╭─ Data shown

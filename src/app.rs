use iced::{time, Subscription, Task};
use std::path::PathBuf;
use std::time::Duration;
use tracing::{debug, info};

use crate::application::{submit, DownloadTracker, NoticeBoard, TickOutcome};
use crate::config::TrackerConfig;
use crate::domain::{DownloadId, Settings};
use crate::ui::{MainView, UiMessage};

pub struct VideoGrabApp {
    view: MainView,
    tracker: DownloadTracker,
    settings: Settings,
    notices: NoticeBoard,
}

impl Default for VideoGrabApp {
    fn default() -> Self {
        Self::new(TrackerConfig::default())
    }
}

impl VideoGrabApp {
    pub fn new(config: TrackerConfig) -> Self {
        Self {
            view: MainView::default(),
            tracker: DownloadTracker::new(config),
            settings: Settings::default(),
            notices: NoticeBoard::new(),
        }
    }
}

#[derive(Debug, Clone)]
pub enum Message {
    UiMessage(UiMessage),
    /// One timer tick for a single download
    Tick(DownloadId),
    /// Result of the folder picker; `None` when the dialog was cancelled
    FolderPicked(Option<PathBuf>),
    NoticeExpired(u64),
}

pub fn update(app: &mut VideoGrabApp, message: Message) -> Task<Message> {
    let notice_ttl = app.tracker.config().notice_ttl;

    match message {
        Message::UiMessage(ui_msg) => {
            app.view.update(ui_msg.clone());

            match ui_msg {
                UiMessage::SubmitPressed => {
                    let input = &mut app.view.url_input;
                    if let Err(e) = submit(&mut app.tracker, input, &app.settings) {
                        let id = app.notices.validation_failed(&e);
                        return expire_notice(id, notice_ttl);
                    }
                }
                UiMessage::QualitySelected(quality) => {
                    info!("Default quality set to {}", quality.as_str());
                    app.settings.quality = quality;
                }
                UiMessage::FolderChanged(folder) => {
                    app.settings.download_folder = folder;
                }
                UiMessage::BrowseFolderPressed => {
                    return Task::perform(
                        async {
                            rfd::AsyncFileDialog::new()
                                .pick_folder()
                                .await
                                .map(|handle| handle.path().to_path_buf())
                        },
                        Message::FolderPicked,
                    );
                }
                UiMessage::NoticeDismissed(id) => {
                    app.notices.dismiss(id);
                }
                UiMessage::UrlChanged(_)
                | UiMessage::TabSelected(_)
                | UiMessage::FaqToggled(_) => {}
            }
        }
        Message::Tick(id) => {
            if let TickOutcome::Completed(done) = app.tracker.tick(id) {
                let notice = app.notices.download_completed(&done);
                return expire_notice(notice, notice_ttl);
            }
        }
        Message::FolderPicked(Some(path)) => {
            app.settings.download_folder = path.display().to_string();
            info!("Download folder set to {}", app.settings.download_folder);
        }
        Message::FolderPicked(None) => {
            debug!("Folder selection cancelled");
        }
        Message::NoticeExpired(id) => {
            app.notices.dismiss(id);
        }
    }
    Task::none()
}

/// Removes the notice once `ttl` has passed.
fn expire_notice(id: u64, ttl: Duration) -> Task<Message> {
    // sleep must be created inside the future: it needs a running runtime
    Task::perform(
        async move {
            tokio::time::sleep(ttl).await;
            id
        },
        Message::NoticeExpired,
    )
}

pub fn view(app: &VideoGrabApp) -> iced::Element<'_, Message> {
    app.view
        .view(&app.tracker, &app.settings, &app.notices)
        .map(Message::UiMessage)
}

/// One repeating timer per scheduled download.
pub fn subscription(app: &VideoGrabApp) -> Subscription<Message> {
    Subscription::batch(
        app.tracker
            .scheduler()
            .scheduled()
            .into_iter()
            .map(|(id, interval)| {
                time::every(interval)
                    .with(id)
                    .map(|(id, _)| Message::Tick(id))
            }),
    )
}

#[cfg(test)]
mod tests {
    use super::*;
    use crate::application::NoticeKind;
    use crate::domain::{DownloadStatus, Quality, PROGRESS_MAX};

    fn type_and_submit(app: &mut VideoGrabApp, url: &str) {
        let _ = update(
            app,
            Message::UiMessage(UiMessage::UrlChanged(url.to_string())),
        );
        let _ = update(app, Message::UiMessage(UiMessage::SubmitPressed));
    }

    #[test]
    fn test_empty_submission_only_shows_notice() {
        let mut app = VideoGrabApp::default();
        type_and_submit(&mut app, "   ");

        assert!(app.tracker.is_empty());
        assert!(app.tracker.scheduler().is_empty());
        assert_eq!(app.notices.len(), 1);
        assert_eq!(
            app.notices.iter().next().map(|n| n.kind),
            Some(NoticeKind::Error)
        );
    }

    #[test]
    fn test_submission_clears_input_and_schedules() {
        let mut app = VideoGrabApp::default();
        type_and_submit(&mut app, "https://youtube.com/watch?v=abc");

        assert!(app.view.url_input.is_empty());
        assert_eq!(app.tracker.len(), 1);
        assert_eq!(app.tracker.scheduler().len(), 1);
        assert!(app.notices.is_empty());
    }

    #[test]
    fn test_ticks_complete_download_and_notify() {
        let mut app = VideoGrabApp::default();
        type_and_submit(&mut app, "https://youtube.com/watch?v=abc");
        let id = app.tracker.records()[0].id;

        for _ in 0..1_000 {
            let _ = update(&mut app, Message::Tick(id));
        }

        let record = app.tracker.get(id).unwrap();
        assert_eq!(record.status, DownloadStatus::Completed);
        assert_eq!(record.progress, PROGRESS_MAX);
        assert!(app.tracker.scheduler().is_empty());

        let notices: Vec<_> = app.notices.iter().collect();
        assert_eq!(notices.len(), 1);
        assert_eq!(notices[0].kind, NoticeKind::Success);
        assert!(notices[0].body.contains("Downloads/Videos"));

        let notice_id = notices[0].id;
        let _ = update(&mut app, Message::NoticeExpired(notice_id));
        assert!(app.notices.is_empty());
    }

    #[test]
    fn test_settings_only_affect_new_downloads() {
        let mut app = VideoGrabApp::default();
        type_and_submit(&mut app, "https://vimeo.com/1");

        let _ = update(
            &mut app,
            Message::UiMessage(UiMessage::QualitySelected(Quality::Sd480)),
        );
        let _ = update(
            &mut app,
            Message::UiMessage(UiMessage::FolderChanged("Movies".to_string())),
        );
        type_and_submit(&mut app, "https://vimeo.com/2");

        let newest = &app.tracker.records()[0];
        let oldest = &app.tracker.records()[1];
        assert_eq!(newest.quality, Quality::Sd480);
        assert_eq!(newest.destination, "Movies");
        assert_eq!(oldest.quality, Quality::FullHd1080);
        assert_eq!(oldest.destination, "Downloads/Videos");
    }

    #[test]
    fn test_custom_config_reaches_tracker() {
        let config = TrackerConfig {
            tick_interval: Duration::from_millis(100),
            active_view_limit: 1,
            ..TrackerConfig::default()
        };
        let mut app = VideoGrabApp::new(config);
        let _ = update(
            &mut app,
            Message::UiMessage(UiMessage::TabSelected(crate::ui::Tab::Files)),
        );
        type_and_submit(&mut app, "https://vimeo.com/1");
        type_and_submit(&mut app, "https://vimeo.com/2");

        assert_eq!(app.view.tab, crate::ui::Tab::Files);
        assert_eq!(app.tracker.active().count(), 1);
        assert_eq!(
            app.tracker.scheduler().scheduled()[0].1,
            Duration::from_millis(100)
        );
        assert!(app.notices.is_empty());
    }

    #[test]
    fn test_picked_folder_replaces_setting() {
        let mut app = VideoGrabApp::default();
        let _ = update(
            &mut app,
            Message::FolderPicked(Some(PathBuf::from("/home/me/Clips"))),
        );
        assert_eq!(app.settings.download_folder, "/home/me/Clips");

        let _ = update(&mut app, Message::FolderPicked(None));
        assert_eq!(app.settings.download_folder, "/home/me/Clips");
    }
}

╰─
╭─ Data shown

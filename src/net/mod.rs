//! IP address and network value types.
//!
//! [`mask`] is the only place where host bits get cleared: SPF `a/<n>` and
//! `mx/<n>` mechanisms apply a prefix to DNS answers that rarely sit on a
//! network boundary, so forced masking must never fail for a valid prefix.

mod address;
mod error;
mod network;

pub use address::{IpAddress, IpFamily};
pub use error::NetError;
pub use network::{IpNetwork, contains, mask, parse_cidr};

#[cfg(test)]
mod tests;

╰─
╭─ Data shown

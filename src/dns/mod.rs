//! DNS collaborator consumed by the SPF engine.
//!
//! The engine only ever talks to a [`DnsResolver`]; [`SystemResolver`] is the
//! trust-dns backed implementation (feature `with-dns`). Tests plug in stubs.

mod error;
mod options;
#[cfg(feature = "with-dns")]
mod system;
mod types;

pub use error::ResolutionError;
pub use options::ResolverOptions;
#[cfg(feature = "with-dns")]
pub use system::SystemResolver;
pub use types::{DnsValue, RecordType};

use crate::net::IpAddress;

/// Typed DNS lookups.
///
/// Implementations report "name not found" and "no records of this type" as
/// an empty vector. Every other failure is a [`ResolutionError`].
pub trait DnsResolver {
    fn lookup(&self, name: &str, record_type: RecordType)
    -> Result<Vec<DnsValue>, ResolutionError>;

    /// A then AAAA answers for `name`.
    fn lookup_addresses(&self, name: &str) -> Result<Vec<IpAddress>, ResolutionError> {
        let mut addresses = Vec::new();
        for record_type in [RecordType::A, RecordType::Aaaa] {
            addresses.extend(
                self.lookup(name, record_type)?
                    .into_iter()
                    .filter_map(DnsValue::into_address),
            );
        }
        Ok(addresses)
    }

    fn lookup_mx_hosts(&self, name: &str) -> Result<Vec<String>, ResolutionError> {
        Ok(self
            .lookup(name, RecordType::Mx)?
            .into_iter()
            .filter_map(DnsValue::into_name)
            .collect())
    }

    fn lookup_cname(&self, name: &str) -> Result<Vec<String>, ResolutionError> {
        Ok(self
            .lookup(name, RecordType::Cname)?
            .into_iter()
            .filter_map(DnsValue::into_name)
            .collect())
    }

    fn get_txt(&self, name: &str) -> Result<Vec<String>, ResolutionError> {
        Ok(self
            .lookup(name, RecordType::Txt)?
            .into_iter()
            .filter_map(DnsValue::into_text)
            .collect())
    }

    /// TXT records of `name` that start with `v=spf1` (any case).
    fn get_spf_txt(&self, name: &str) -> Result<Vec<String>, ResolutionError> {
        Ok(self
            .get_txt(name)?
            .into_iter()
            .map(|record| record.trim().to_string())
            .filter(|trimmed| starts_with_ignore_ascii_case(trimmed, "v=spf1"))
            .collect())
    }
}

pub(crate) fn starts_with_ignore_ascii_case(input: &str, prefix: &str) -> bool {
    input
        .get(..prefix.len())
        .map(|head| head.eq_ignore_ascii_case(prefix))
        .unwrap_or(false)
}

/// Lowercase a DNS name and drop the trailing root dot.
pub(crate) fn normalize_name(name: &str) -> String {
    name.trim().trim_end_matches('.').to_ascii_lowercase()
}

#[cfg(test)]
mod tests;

╰─

■ **How to complete this task**:
Whenever the string "destination" occurs in a line of the entries above, copy that line.

■ **Solution for this problem**:
        assert_eq!(newest.destination, "Movies");
        assert_eq!(oldest.destination, "Downloads/Videos");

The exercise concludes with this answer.